この歴史ある街で多種多様な職人達の優れた仕事と作品とに間近に接しながら過ごした彼は、幼い頃より想像力が豊かで工作技術に長けていました。15歳には最初のギターを製作し、その後アルゼンチン人の製作家 Ricardo Brané との出会いがきっかけで、大学で機械工学を学ぶかたわら、本格的にギター製作を自らの生業とすることを決意。しかし程なくしてBrané が若くしてこの世を去り、師を失った彼は自ら探求を始めます。そしてまず彼の敬愛する同時代の製作家達を、スペイン、フランス、イギリスそしてアメリカにまで及んで訪れ、ホセ・ロマニリョス、フレタ、ラミレスⅢ世といったまさに第一線のルシアー達より製作に就いての貴重なアドバイスを受け、議論し、見識を深めてゆきます。特にフランスの伝説的な名工ロベール・ブーシェ(1896~1986)とダニエル・フレドリッシュ(1932~2021)の二人からは製作の実用的な助言だけでなく、ギター製作に適した工具や治具の作り方、そして楽器作りにおいていかにインスピレーションとイマジネーションがその芸術性に寄与していくかを学び、その美学は現在も彼の重要な基礎となっています。
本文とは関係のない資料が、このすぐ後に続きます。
use std::cell::RefCell;
use std::fmt;
use std::rc::Rc;

use crate::graph::Graph;

/// Diagnostic record of which identifier caused the creation or use of
/// which other identifier.
///
/// Shared by every container under one root when tracing is enabled.
/// Purely informational: resolution never consults it for correctness.
#[derive(Clone)]
pub struct CreationTrace {
    graph: Rc<RefCell<Graph<String>>>,
}

impl CreationTrace {
    pub(crate) fn new() -> Self {
        Self {
            graph: Rc::new(RefCell::new(Graph::new(|key: &String| key.clone()))),
        }
    }

    pub(crate) fn record(&self, from: &str, to: &str) {
        self.graph
            .borrow_mut()
            .insert_edge(from.to_string(), to.to_string());
    }

    /// Human-readable dump of every recorded edge.
    pub fn dump(&self) -> String {
        self.graph.borrow().to_string()
    }

    /// First dependency cycle visible in the recorded edges, if any.
    pub fn find_cycle(&self) -> Option<String> {
        self.graph.borrow().find_cycle_slow()
    }

    pub fn is_empty(&self) -> bool {
        self.graph.borrow().is_empty()
    }
}

impl fmt::Debug for CreationTrace {
    fn fmt(&self, f: &mut fmt::Formatter<'_>) -> fmt::Result {
        f.debug_struct("CreationTrace")
            .field("nodes", &self.graph.borrow().node_count())
            .finish()
    }
}
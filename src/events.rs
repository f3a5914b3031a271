use std::any::Any;
use std::cell::{Cell, RefCell};
use std::rc::Rc;

/// Callback invoked with an opaque event payload.
pub type Listener = Rc<dyn Fn(&dyn Any)>;

/// Disposable handle for an event subscription.
///
/// Disposal is explicit; dropping the handle leaves the listener attached.
pub struct Subscription {
    cancel: Option<Box<dyn FnOnce()>>,
}

impl std::fmt::Debug for Subscription {
    fn fmt(&self, f: &mut std::fmt::Formatter<'_>) -> std::fmt::Result {
        f.debug_struct("Subscription")
            .field("disposed", &self.cancel.is_none())
            .finish()
    }
}

impl Subscription {
    pub fn new(cancel: impl FnOnce() + 'static) -> Self {
        Self {
            cancel: Some(Box::new(cancel)),
        }
    }

    /// Detach the listener. Idempotent.
    pub fn dispose(&mut self) {
        if let Some(cancel) = self.cancel.take() {
            cancel();
        }
    }

    pub fn is_disposed(&self) -> bool {
        self.cancel.is_none()
    }
}

/// Capability check for event subscription: a type exposing named events
/// implements this and answers `Some` for the names it actually has.
pub trait EventSource {
    fn subscribe(&self, event: &str, listener: Listener) -> Option<Subscription>;
}

/// Single-threaded event emitter with an ordered listener list.
#[derive(Default)]
pub struct EventEmitter {
    listeners: Rc<RefCell<Vec<(u64, Listener)>>>,
    next_token: Cell<u64>,
}

impl EventEmitter {
    pub fn new() -> Self {
        Self::default()
    }

    pub fn subscribe(&self, listener: Listener) -> Subscription {
        let token = self.next_token.get();
        self.next_token.set(token + 1);
        self.listeners.borrow_mut().push((token, listener));

        let listeners = Rc::clone(&self.listeners);
        Subscription::new(move || {
            listeners.borrow_mut().retain(|(t, _)| *t != token);
        })
    }

    /// Fire every listener, in subscription order. The list is snapshotted
    /// first so listeners may subscribe or dispose while the event runs.
    pub fn emit(&self, payload: &dyn Any) {
        let snapshot: Vec<Listener> = self
            .listeners
            .borrow()
            .iter()
            .map(|(_, listener)| Rc::clone(listener))
            .collect();
        for listener in snapshot {
            listener(payload);
        }
    }

    pub fn listener_count(&self) -> usize {
        self.listeners.borrow().len()
    }
}
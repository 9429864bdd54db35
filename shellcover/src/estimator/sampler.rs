//! Uniform sampling over a spherical shell.
//!
//! Drawing the polar angle uniformly would cluster samples at the poles.
//! Instead `cos(polar)` is drawn uniformly, which gives every patch of the
//! surface the same probability:
//!
//! ```text
//! polar   = acos(cos_min - (cos_min - cos_max) · u)    u ~ U[0, 1)
//! azimuth = azimuth_min + (azimuth_max - azimuth_min) · v    v ~ U[0, 1)
//! ```
//!
//! For the full polar range `cos_min = 1` and `cos_max = -1`, which reduces to
//! `acos(1 - 2u)`. A restricted polar range yields points uniform over the
//! band between the two bounds.

use std::f64::consts::{PI, TAU};

use rand::Rng;

/// A direction on the shell, in radians.
#[derive(Debug, Clone, Copy, PartialEq, Default)]
pub struct SurfacePoint {
    pub polar: f64,
    pub azimuth: f64,
}

impl SurfacePoint {
    pub const fn new(polar: f64, azimuth: f64) -> Self {
        Self { polar, azimuth }
    }
}

/// Angular region that samples are drawn from.
#[derive(Debug, Clone, Copy, PartialEq)]
pub struct SamplingBounds {
    pub polar_min: f64,
    pub polar_max: f64,
    pub azimuth_min: f64,
    pub azimuth_max: f64,
}

impl SamplingBounds {
    /// The whole sphere: polar `[0, π]`, azimuth `[0, 2π]`.
    pub const fn full_sphere() -> Self {
        Self {
            polar_min: 0.0,
            polar_max: PI,
            azimuth_min: 0.0,
            azimuth_max: TAU,
        }
    }

    /// Fraction of the full sphere's area inside these bounds.
    pub fn area_fraction(&self) -> f64 {
        let band = (self.polar_min.cos() - self.polar_max.cos()) / 2.0;
        let wedge = (self.azimuth_max - self.azimuth_min) / TAU;
        band * wedge
    }
}

impl Default for SamplingBounds {
    fn default() -> Self {
        Self::full_sphere()
    }
}

/// Draw `count` points uniformly distributed over the region in `bounds`.
///
/// Each sample consumes two values from `rng`, polar first, so a seeded
/// generator always reproduces the same batch.
pub fn sample_uniform_sphere<R: Rng + ?Sized>(
    rng: &mut R,
    count: usize,
    bounds: &SamplingBounds,
) -> Vec<SurfacePoint> {
    let cos_min = bounds.polar_min.cos();
    let cos_span = cos_min - bounds.polar_max.cos();
    let azimuth_span = bounds.azimuth_max - bounds.azimuth_min;

    (0..count)
        .map(|_| {
            let u: f64 = rng.random();
            let v: f64 = rng.random();
            let polar = (cos_min - cos_span * u).clamp(-1.0, 1.0).acos();
            let azimuth = bounds.azimuth_min + azimuth_span * v;
            SurfacePoint { polar, azimuth }
        })
        .collect()
}
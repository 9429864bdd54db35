//! Monte Carlo coverage estimator.
//!
//! The estimator holds the reference directions, the coverage radius and the
//! shell radius. Each sample on the shell is a hit when its great-circle
//! distance to at least one reference direction is below the coverage
//! radius. Hit and sample counts accumulate for the life of the estimator.
//!
//! # Example
//!
//! ```ignore
//! use rand::SeedableRng;
//! use shellcover::estimator::{sample_uniform_sphere, CoverageEstimator, SamplingBounds};
//!
//! let mut estimator = CoverageEstimator::new(points.as_slice(), 0.2, 1.0)?;
//! let mut rng = rand::rngs::StdRng::seed_from_u64(1);
//!
//! let batch = sample_uniform_sphere(&mut rng, 1000, &SamplingBounds::full_sphere());
//! estimator.record_batch(&batch);
//!
//! let estimate = estimator.current_estimate().unwrap();
//! println!("covered fraction: {:.4}", estimate.hit_fraction);
//! ```

mod sampler;
mod state;

pub use sampler::{sample_uniform_sphere, SamplingBounds, SurfacePoint};
pub use state::{format_scientific, CoverageEstimate, EstimatorPhase, EstimatorState};

use rayon::prelude::*;

use crate::config::{check_radius, ConfigError, CoverageConfig};
use crate::coord::Cartesian;

/// Batches at least this large are classified on the rayon pool.
pub const PARALLEL_BATCH_THRESHOLD: usize = 4096;

/// Great-circle arc length between two directions on a shell of `radius`.
///
/// Uses the spherical law of cosines. The cosine is clamped to `[-1, 1]` so
/// rounding at coincident or antipodal points cannot produce NaN.
#[inline]
pub fn arc_length(polar_a: f64, azimuth_a: f64, polar_b: f64, azimuth_b: f64, radius: f64) -> f64 {
    let cos_angle = polar_a.cos() * polar_b.cos()
        + polar_a.sin() * polar_b.sin() * (azimuth_a - azimuth_b).abs().cos();
    radius * cos_angle.clamp(-1.0, 1.0).acos()
}

/// Reference direction with its polar trigonometry precomputed.
#[derive(Debug, Clone, Copy)]
struct ReferenceDirection {
    azimuth: f64,
    cos_polar: f64,
    sin_polar: f64,
}

impl ReferenceDirection {
    fn from_cartesian(point: &Cartesian) -> Self {
        let s = point.to_spherical();
        Self {
            azimuth: s.azimuth,
            cos_polar: s.polar.cos(),
            sin_polar: s.polar.sin(),
        }
    }

    #[inline]
    fn central_angle(&self, cos_polar: f64, sin_polar: f64, azimuth: f64) -> f64 {
        let cos_angle = self.cos_polar * cos_polar
            + self.sin_polar * sin_polar * (azimuth - self.azimuth).abs().cos();
        cos_angle.clamp(-1.0, 1.0).acos()
    }
}

/// Classification of a single sample.
#[derive(Debug, Clone, Copy, PartialEq)]
pub struct SampleOutcome {
    pub point: SurfacePoint,
    pub hit: bool,
}

/// Accumulating coverage estimator.
#[derive(Debug, Clone)]
pub struct CoverageEstimator {
    references: Vec<ReferenceDirection>,
    coverage_radius: f64,
    shell_radius: f64,
    state: EstimatorState,
}

impl CoverageEstimator {
    /// Create an estimator for the given reference points.
    ///
    /// Only the direction of each reference point is used; its distance from
    /// the origin is ignored in favour of `shell_radius`.
    pub fn new(
        reference_points: &[Cartesian],
        coverage_radius: f64,
        shell_radius: f64,
    ) -> Result<Self, ConfigError> {
        if reference_points.is_empty() {
            return Err(ConfigError::EmptyReferenceSet);
        }
        check_radius("point radius", coverage_radius)?;
        check_radius("shell radius", shell_radius)?;

        Ok(Self {
            references: reference_points
                .iter()
                .map(ReferenceDirection::from_cartesian)
                .collect(),
            coverage_radius,
            shell_radius,
            state: EstimatorState::new(),
        })
    }

    /// Create an estimator using the radii from `config`.
    pub fn from_config(
        reference_points: &[Cartesian],
        config: &CoverageConfig,
    ) -> Result<Self, ConfigError> {
        Self::new(reference_points, config.point_radius(), config.shell_radius())
    }

    pub fn coverage_radius(&self) -> f64 {
        self.coverage_radius
    }

    pub fn shell_radius(&self) -> f64 {
        self.shell_radius
    }

    /// Number of reference directions.
    pub fn reference_count(&self) -> usize {
        self.references.len()
    }

    pub fn state(&self) -> &EstimatorState {
        &self.state
    }

    /// Whether a sample direction lies within the coverage radius of any
    /// reference direction.
    pub fn evaluate_hit(&self, polar: f64, azimuth: f64) -> bool {
        let (sin_polar, cos_polar) = polar.sin_cos();
        self.references.iter().any(|r| {
            self.shell_radius * r.central_angle(cos_polar, sin_polar, azimuth)
                < self.coverage_radius
        })
    }

    /// Classify every sample without touching the counters.
    pub fn classify_batch(&self, samples: &[SurfacePoint]) -> Vec<SampleOutcome> {
        let classify = |point: &SurfacePoint| SampleOutcome {
            point: *point,
            hit: self.evaluate_hit(point.polar, point.azimuth),
        };

        if samples.len() >= PARALLEL_BATCH_THRESHOLD {
            samples.par_iter().map(classify).collect()
        } else {
            samples.iter().map(classify).collect()
        }
    }

    /// Classify a batch and add it to the counters. Returns the batch's hits.
    pub fn record_batch(&mut self, samples: &[SurfacePoint]) -> u64 {
        let hits = if samples.len() >= PARALLEL_BATCH_THRESHOLD {
            samples
                .par_iter()
                .filter(|p| self.evaluate_hit(p.polar, p.azimuth))
                .count()
        } else {
            samples
                .iter()
                .filter(|p| self.evaluate_hit(p.polar, p.azimuth))
                .count()
        };

        self.state.record(samples.len() as u64, hits as u64);
        hits as u64
    }

    /// Add already-classified outcomes to the counters. Returns the hits.
    pub fn record_outcomes(&mut self, outcomes: &[SampleOutcome]) -> u64 {
        let hits = outcomes.iter().filter(|o| o.hit).count() as u64;
        self.state.record(outcomes.len() as u64, hits);
        hits
    }

    /// Current estimate, or `None` before the first batch.
    pub fn current_estimate(&self) -> Option<CoverageEstimate> {
        self.state.estimate(self.shell_radius)
    }
}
1985年にはフランスのカストレで開催された’Concours International des Facteurs de Guitare’において「芸術性」で1位、「音響」で2位を獲得し、これをきっかけにイタリアの新しい世代を担う製作家として世に認められるようになります。1989年には彼のオリジナルとして最重要モデルとなる “Coclea”を発表。極めて緻密な幾何学的、数学的なアプローチと伝統的な工法、そして彼の音楽芸術への深い造詣と嗜好が融合したものとしてイタリアのみならず現代のギターの中でも非常に特殊な位置づけがされているモデルとなっています。さらに飽くなき探求を続ける彼はその後アントニオ・デ・トーレス(1817~1892)の最晩年のギターにおける工法上の秘密をやはり科学的なアプローチを経て突きとめ、その研究をもとにまたしても非常に個性的なモデル“Thucea”を作り上げます。表面板の中央にヨーロピアンスプルース、その両外側にウェスタンレッドシダーという比重の異なる木材を合わせた4ピース仕様は響板としての振動効率を最大限に上げ、発音と遠達性の両方で未聞の成果を上げたものとなりました。また彼のもう一つの重要なラインナップとして、敬愛する偉大な先人達へのOmaggio(オマージュ)シリーズがあり、エンリケ・ガルシア、フランシスコ・シンプリシオそしてロベール・ブーシェのモデルが発表されており、そのレプリカとしての枠を超えた極めて高い完成度ゆえ、ギターファンからは垂涎のマストアイテムとなっています。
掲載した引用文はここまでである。